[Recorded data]

------------------------------------------------

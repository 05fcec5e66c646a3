//! Byte-exact codec for the extended-attribute archive extension (`§6`):
//! `xattr_hdr` followed by one or two `xattr_buf` sections (a second one
//! only when the attribute is a hard link to another attribute), then the
//! attribute payload as a normal archive entry.

const VERSION: &[u8] = b"1.0";

pub const HDR_LEN: usize = 7 + 10 + 10 + 10;

/// Fixed extended-attribute header. `size` is the size of the header plus
/// every variable-sized section that follows it; `component_len`/
/// `link_component_len` are the encoded lengths of the primary and
/// (optional) link `xattr_buf` sections.
#[derive(Debug, Clone, Copy, PartialEq, Eq)]
pub struct XattrHdr {
    pub size: u32,
    pub component_len: u32,
    pub link_component_len: u32,
}

impl XattrHdr {
    pub fn encode(&self) -> [u8; HDR_LEN] {
        let mut buf = [0u8; HDR_LEN];
        write_nul_padded(&mut buf[0..7], VERSION);
        write_decimal_right(&mut buf[7..17], u64::from(self.size));
        write_decimal_right(&mut buf[17..27], u64::from(self.component_len));
        write_decimal_right(&mut buf[27..37], u64::from(self.link_component_len));
        buf
    }

    pub fn decode(buf: &[u8; HDR_LEN]) -> Option<Self> {
        if &buf[0..3] != VERSION {
            return None;
        }
        Some(Self {
            size: read_decimal(&buf[7..17]) as u32,
            component_len: read_decimal(&buf[17..27]) as u32,
            link_component_len: read_decimal(&buf[27..37]) as u32,
        })
    }
}

/// Variable-sized pathing section: `filepath\0attrpath\0[attrpath\0]...`.
/// `names` is the file path followed by one or more attribute path
/// components (more than one only for a nested/recursive attribute).
#[derive(Debug, Clone, PartialEq, Eq)]
pub struct XattrBuf {
    pub typeflag: u8,
    pub names: Vec<String>,
}

impl XattrBuf {
    fn encoded_names(&self) -> Vec<u8> {
        let mut out = Vec::new();
        for name in &self.names {
            out.extend_from_slice(name.as_bytes());
            out.push(0);
        }
        out
    }

    pub fn encode(&self) -> Vec<u8> {
        let names = self.encoded_names();
        let mut out = Vec::with_capacity(8 + names.len());
        let mut namesz_field = [0u8; 7];
        write_decimal_right(&mut namesz_field, names.len() as u64);
        out.extend_from_slice(&namesz_field);
        out.push(self.typeflag);
        out.extend_from_slice(&names);
        out
    }

    /// Decodes one `xattr_buf` from the front of `buf`, returning it plus
    /// the number of bytes consumed.
    pub fn decode(buf: &[u8]) -> Option<(Self, usize)> {
        if buf.len() < 8 {
            return None;
        }
        let namesz = read_decimal(&buf[0..7]) as usize;
        let typeflag = buf[7];
        let names_start = 8;
        let names_end = names_start + namesz;
        if buf.len() < names_end {
            return None;
        }
        let names = buf[names_start..names_end]
            .split(|&b| b == 0)
            .filter(|s| !s.is_empty())
            .map(|s| String::from_utf8_lossy(s).into_owned())
            .collect();
        Some((Self { typeflag, names }, names_end))
    }
}

fn write_nul_padded(field: &mut [u8], value: &[u8]) {
    let n = value.len().min(field.len());
    field[..n].copy_from_slice(&value[..n]);
}

fn write_decimal_right(field: &mut [u8], value: u64) {
    field.fill(b' ');
    let text = value.to_string();
    let n = text.len().min(field.len());
    let start = field.len() - n;
    field[start..].copy_from_slice(&text.as_bytes()[text.len() - n..]);
}

fn read_decimal(field: &[u8]) -> u64 {
    let text: String = field.iter().map(|&b| b as char).collect();
    text.trim().parse().unwrap_or(0)
}

#[cfg(test)]
mod tests {
    use super::*;

    #[test]
    fn xattr_hdr_round_trips() {
        let hdr = XattrHdr {
            size: 128,
            component_len: 40,
            link_component_len: 0,
        };
        let encoded = hdr.encode();
        let decoded = XattrHdr::decode(&encoded).unwrap();
        assert_eq!(decoded, hdr);
    }

    #[test]
    fn xattr_hdr_version_field_is_nul_padded() {
        let hdr = XattrHdr {
            size: 1,
            component_len: 1,
            link_component_len: 0,
        };
        let encoded = hdr.encode();
        assert_eq!(&encoded[0..3], b"1.0");
        assert_eq!(encoded[3], 0);
    }

    #[test]
    fn xattr_buf_round_trips_single_attribute() {
        let original = XattrBuf {
            typeflag: b'0',
            names: vec!["dir/file".to_string(), "user.comment".to_string()],
        };
        let encoded = original.encode();
        let (decoded, consumed) = XattrBuf::decode(&encoded).unwrap();
        assert_eq!(consumed, encoded.len());
        assert_eq!(decoded, original);
    }

    #[test]
    fn xattr_buf_supports_nested_link_component() {
        let original = XattrBuf {
            typeflag: b'E',
            names: vec![
                "dir/file".to_string(),
                "user.a".to_string(),
                "user.b".to_string(),
            ],
        };
        let encoded = original.encode();
        let (decoded, _) = XattrBuf::decode(&encoded).unwrap();
        assert_eq!(decoded.names.len(), 3);
    }

    #[test]
    fn decimal_fields_are_right_justified_space_padded() {
        let mut field = [0u8; 10];
        write_decimal_right(&mut field, 42);
        assert_eq!(&field, b"        42");
    }
}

------------------------------------------------

__EXERCISE DETAILS__: An exact restatement of the data above is required.

__ANSWER TO THIS PROBLEM__:
repository 05fcec5e66c646a3
//! Byte-exact codec for the extended-attribute archive extension (`§6`):
//! `xattr_hdr` followed by one or two `xattr_buf` sections (a second one
//! only when the attribute is a hard link to another attribute), then the
//! attribute payload as a normal archive entry.

const VERSION: &[u8] = b"1.0";

pub const HDR_LEN: usize = 7 + 10 + 10 + 10;

/// Fixed extended-attribute header. `size` is the size of the header plus
/// every variable-sized section that follows it; `component_len`/
/// `link_component_len` are the encoded lengths of the primary and
/// (optional) link `xattr_buf` sections.
#[derive(Debug, Clone, Copy, PartialEq, Eq)]
pub struct XattrHdr {
    pub size: u32,
    pub component_len: u32,
    pub link_component_len: u32,
}

impl XattrHdr {
    pub fn encode(&self) -> [u8; HDR_LEN] {
        let mut buf = [0u8; HDR_LEN];
        write_nul_padded(&mut buf[0..7], VERSION);
        write_decimal_right(&mut buf[7..17], u64::from(self.size));
        write_decimal_right(&mut buf[17..27], u64::from(self.component_len));
        write_decimal_right(&mut buf[27..37], u64::from(self.link_component_len));
        buf
    }

    pub fn decode(buf: &[u8; HDR_LEN]) -> Option<Self> {
        if &buf[0..3] != VERSION {
            return None;
        }
        Some(Self {
            size: read_decimal(&buf[7..17]) as u32,
            component_len: read_decimal(&buf[17..27]) as u32,
            link_component_len: read_decimal(&buf[27..37]) as u32,
        })
    }
}

/// Variable-sized pathing section: `filepath\0attrpath\0[attrpath\0]...`.
/// `names` is the file path followed by one or more attribute path
/// components (more than one only for a nested/recursive attribute).
#[derive(Debug, Clone, PartialEq, Eq)]
pub struct XattrBuf {
    pub typeflag: u8,
    pub names: Vec<String>,
}

impl XattrBuf {
    fn encoded_names(&self) -> Vec<u8> {
        let mut out = Vec::new();
        for name in &self.names {
            out.extend_from_slice(name.as_bytes());
            out.push(0);
        }
        out
    }

    pub fn encode(&self) -> Vec<u8> {
        let names = self.encoded_names();
        let mut out = Vec::with_capacity(8 + names.len());
        let mut namesz_field = [0u8; 7];
        write_decimal_right(&mut namesz_field, names.len() as u64);
        out.extend_from_slice(&namesz_field);
        out.push(self.typeflag);
        out.extend_from_slice(&names);
        out
    }

    /// Decodes one `xattr_buf` from the front of `buf`, returning it plus
    /// the number of bytes consumed.
    pub fn decode(buf: &[u8]) -> Option<(Self, usize)> {
        if buf.len() < 8 {
            return None;
        }
        let namesz = read_decimal(&buf[0..7]) as usize;
        let typeflag = buf[7];
        let names_start = 8;
        let names_end = names_start + namesz;
        if buf.len() < names_end {
            return None;
        }
        let names = buf[names_start..names_end]
            .split(|&b| b == 0)
            .filter(|s| !s.is_empty())
            .map(|s| String::from_utf8_lossy(s).into_owned())
            .collect();
        Some((Self { typeflag, names }, names_end))
    }
}

fn write_nul_padded(field: &mut [u8], value: &[u8]) {
    let n = value.len().min(field.len());
    field[..n].copy_from_slice(&value[..n]);
}

fn write_decimal_right(field: &mut [u8], value: u64) {
    field.fill(b' ');
    let text = value.to_string();
    let n = text.len().min(field.len());
    let start = field.len() - n;
    field[start..].copy_from_slice(&text.as_bytes()[text.len() - n..]);
}

fn read_decimal(field: &[u8]) -> u64 {
    let text: String = field.iter().map(|&b| b as char).collect();
    text.trim().parse().unwrap_or(0)
}

#[cfg(test)]
mod tests {
    use super::*;

    #[test]
    fn xattr_hdr_round_trips() {
        let hdr = XattrHdr {
            size: 128,
            component_len: 40,
            link_component_len: 0,
        };
        let encoded = hdr.encode();
        let decoded = XattrHdr::decode(&encoded).unwrap();
        assert_eq!(decoded, hdr);
    }

    #[test]
    fn xattr_hdr_version_field_is_nul_padded() {
        let hdr = XattrHdr {
            size: 1,
            component_len: 1,
            link_component_len: 0,
        };
        let encoded = hdr.encode();
        assert_eq!(&encoded[0..3], b"1.0");
        assert_eq!(encoded[3], 0);
    }

    #[test]
    fn xattr_buf_round_trips_single_attribute() {
        let original = XattrBuf {
            typeflag: b'0',
            names: vec!["dir/file".to_string(), "user.comment".to_string()],
        };
        let encoded = original.encode();
        let (decoded, consumed) = XattrBuf::decode(&encoded).unwrap();
        assert_eq!(consumed, encoded.len());
        assert_eq!(decoded, original);
    }

    #[test]
    fn xattr_buf_supports_nested_link_component() {
        let original = XattrBuf {
            typeflag: b'E',
            names: vec![
                "dir/file".to_string(),
                "user.a".to_string(),
                "user.b".to_string(),
            ],
        };
        let encoded = original.encode();
        let (decoded, _) = XattrBuf::decode(&encoded).unwrap();
        assert_eq!(decoded.names.len(), 3);
    }

    #[test]
    fn decimal_fields_are_right_justified_space_padded() {
        let mut field = [0u8; 10];
        write_decimal_right(&mut field, 42);
        assert_eq!(&field, b"        42");
    }
}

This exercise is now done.